Nvidia's performance claims are spot on: a 50% increase in ray tracing performance in patched Battlefield V is real, and what they say is possible with their various RTX GPUs, no less in the more intense areas of the game. We are now in a situation where the RTX 2080 Ti can use DXR Ultra with 1440p, the RTX 2080 is suitable for DXR Low with 1440p or Ultra with 1080p and the RTX 2070 can now process 1080p with DXR Low. This is particularly important for the RTX 2070, which was previously hopeless. But there are many reservations about these claims …

In Ultra mode, only a 50% increase in performance is achieved. Gains are less significant in low mode, closer to the 30% mark. And these improvements only exist in areas where there are many DXR reflection effects. In areas where no reflections are visible, you will notice more modest increases in performance of 25% or less.

… a 50% increase in ray tracing performance in patched Battlefield V is real (but …)

And there are still problems with the ray tracing function in Battlefield V. In the Nordlys area we tested and in other areas with few DXR effects, the patch does not improve the performance significantly. This is a big deal as we are still able to turn DXR off to get 50 +% more performance for virtually identical graphics. When DXR is enabled in these areas, only computing power is wasted, reducing frame rates from ~ 130 FPS to ~ 80 FPS for zero visual improvement.

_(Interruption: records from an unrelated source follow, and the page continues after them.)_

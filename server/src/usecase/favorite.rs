use crate::domain::repository::{
    FavoritePersonRepository, FavoritePlanetRepository, PersonRepository, PlanetRepository,
    UserRepository,
};
use crate::error::HolocronServiceError;

// ── CreateFavoritePlanet ─────────────────────────────────────────────────────

pub struct CreateFavoritePlanetUseCase<U, P, F>
where
    U: UserRepository,
    P: PlanetRepository,
    F: FavoritePlanetRepository,
{
    pub users: U,
    pub planets: P,
    pub favorites: F,
}

impl<U, P, F> CreateFavoritePlanetUseCase<U, P, F>
where
    U: UserRepository,
    P: PlanetRepository,
    F: FavoritePlanetRepository,
{
    pub async fn execute(&self, user_id: i32, planet_id: i32) -> Result<(), HolocronServiceError> {
        if self.users.find_by_id(user_id).await?.is_none() {
            return Err(HolocronServiceError::UserNotFound);
        }
        if self.planets.find_by_id(planet_id).await?.is_none() {
            return Err(HolocronServiceError::FavoritePlanetNotFound);
        }
        let inserted = self.favorites.add(user_id, planet_id).await?;
        if !inserted {
            return Err(HolocronServiceError::FavoriteAlreadyExists);
        }
        Ok(())
    }
}

// ── CreateFavoritePerson ─────────────────────────────────────────────────────

pub struct CreateFavoritePersonUseCase<U, P, F>
where
    U: UserRepository,
    P: PersonRepository,
    F: FavoritePersonRepository,
{
    pub users: U,
    pub people: P,
    pub favorites: F,
}

impl<U, P, F> CreateFavoritePersonUseCase<U, P, F>
where
    U: UserRepository,
    P: PersonRepository,
    F: FavoritePersonRepository,
{
    pub async fn execute(&self, user_id: i32, person_id: i32) -> Result<(), HolocronServiceError> {
        if self.users.find_by_id(user_id).await?.is_none() {
            return Err(HolocronServiceError::UserNotFound);
        }
        if self.people.find_by_id(person_id).await?.is_none() {
            return Err(HolocronServiceError::FavoritePersonNotFound);
        }
        let inserted = self.favorites.add(user_id, person_id).await?;
        if !inserted {
            return Err(HolocronServiceError::FavoriteAlreadyExists);
        }
        Ok(())
    }
}

// ── DeleteFavoritePlanet ─────────────────────────────────────────────────────

pub struct DeleteFavoritePlanetUseCase<U, P, F>
where
    U: UserRepository,
    P: PlanetRepository,
    F: FavoritePlanetRepository,
{
    pub users: U,
    pub planets: P,
    pub favorites: F,
}

impl<U, P, F> DeleteFavoritePlanetUseCase<U, P, F>
where
    U: UserRepository,
    P: PlanetRepository,
    F: FavoritePlanetRepository,
{
    pub async fn execute(&self, user_id: i32, planet_id: i32) -> Result<(), HolocronServiceError> {
        if self.users.find_by_id(user_id).await?.is_none() {
            return Err(HolocronServiceError::UserNotFound);
        }
        if self.planets.find_by_id(planet_id).await?.is_none() {
            return Err(HolocronServiceError::FavoritePlanetNotFound);
        }
        let removed = self.favorites.remove(user_id, planet_id).await?;
        if !removed {
            return Err(HolocronServiceError::PlanetNotFavorited);
        }
        Ok(())
    }
}

// ── DeleteFavoritePerson ─────────────────────────────────────────────────────

pub struct DeleteFavoritePersonUseCase<U, P, F>
where
    U: UserRepository,
    P: PersonRepository,
    F: FavoritePersonRepository,
{
    pub users: U,
    pub people: P,
    pub favorites: F,
}

impl<U, P, F> DeleteFavoritePersonUseCase<U, P, F>
where
    U: UserRepository,
    P: PersonRepository,
    F: FavoritePersonRepository,
{
    pub async fn execute(&self, user_id: i32, person_id: i32) -> Result<(), HolocronServiceError> {
        if self.users.find_by_id(user_id).await?.is_none() {
            return Err(HolocronServiceError::UserNotFound);
        }
        if self.people.find_by_id(person_id).await?.is_none() {
            return Err(HolocronServiceError::FavoritePersonNotFound);
        }
        let removed = self.favorites.remove(user_id, person_id).await?;
        if !removed {
            return Err(HolocronServiceError::PersonNotFavorited);
        }
        Ok(())
    }
}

In other game areas where ray tracing is visually appealing, the performance difference between turning DXR on and off is still huge. At best, you want to get 50% more performance with the DXR off. However, if you use the high or ultra mode for the same comparison, this gap increases more than twice, depending on the GPU and resolution.

… is now the discussion of whether ray tracing is worthwhile in other games.

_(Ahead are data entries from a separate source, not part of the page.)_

pub mod db;
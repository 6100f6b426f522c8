/// Account record. `password` and `is_active` never leave the service.
#[derive(Debug, Clone)]
pub struct User {
    pub id: i32,
    pub email: String,
    pub password: String,
    pub is_active: bool,
}

/// Catalog planet.
#[derive(Debug, Clone, PartialEq, Eq)]
pub struct Planet {
    pub id: i32,
    pub name: String,
    pub population: i64,
    pub climate: String,
    pub diameter: i32,
    pub terrain: String,
    pub rotation_period: i32,
}

/// Catalog person.
#[derive(Debug, Clone, PartialEq, Eq)]
pub struct Person {
    pub id: i32,
    pub name: String,
    pub gender: String,
    pub height: String,
    pub hair_color: String,
    pub eye_color: String,
    pub birth_year: String,
}

/// A user together with both favorite collections, loaded from live
/// relationship data. This is the shape every serialized user is built from.
#[derive(Debug, Clone)]
pub struct UserWithFavorites {
    pub user: User,
    pub favorite_planets: Vec<Planet>,
    pub favorite_people: Vec<Person>,
}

In general, we still don't think Battlefield V is a good game for ray tracing. As a technology showcase, of course, but for the actual gameplay, this is a fast-paced shooter that you want to run at high frame rates. Why would someone with an RTX 2070, for example, choose to play at 1080p 60 FPS with low DXR compared to 1440p 80 FPS with DXR turned off? Why should an RTX 2080 Ti owner commit to 1440p 60 FPS if you could run the game at 4K at higher frame rates or at 120+ FPS at 1440p? It is not a sensible choice for this type of game.

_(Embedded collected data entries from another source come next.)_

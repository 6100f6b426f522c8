use sea_orm_migration::prelude::*;

pub use sea_orm_migration::MigratorTrait;

mod m20260830_000001_create_users;
mod m20260830_000002_create_planets;
mod m20260830_000003_create_people;
mod m20260830_000004_create_favorite_planets;
mod m20260830_000005_create_favorite_people;

pub struct Migrator;

#[async_trait::async_trait]
impl MigratorTrait for Migrator {
    fn migrations() -> Vec<Box<dyn MigrationTrait>> {
        vec![
            Box::new(m20260830_000001_create_users::Migration),
            Box::new(m20260830_000002_create_planets::Migration),
            Box::new(m20260830_000003_create_people::Migration),
            Box::new(m20260830_000004_create_favorite_planets::Migration),
            Box::new(m20260830_000005_create_favorite_people::Migration),
        ]
    }
}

And when you play in multiplayer, it's almost impossible to tell if DXR is on or off. We have shown a lot of static comparisons, nice slow close-ups, and the like here, but the reality is that when you play the game, you don't stop looking at the nice reflections, but focus on enemies and targets. For multiplayer modes, we not only recommend disabling DXR, but also lowering other quality settings for maximum performance.

With this in mind, it is now being discussed whether ray tracing is worthwhile in other games, such as single player titles like Shadow of the Tomb Raider, where you have more time to appreciate the graphics. While Nvidia and DICE have clearly been working hard to improve ray tracing performance in Battlefield V and we no longer have a half to a third of the performance as a base, the drop in performance in other games will still be brutal.

If at best you can increase your frame rate by 50% by disabling DXR reflections, I can't imagine how high performance will be if games incorporate other DXR effects. For example, Shadow of the Tomb Raider has been set to use DXR lighting and shadows, which will only further improve tank performance. What if a game doesn't use the tweaks DICE has achieved in Battlefield V? We could see more losses in performance again. And without taking into account the noise and other problems with beam tracking at the moment.

We sincerely hope that Nvidia can continue to work on and optimize the ray tracing feature to get more performance without sacrificing graphics, as the technology is not yet ready, not for games. We welcome their efforts and understand that this is a first generation GPU that integrates such a complex rendering technique. Regarding what you're going to buy tomorrow, ray tracing cannot be a major selling point for Nvidia's RTX cards, a luxury bonus, but not something to base your buying decision on.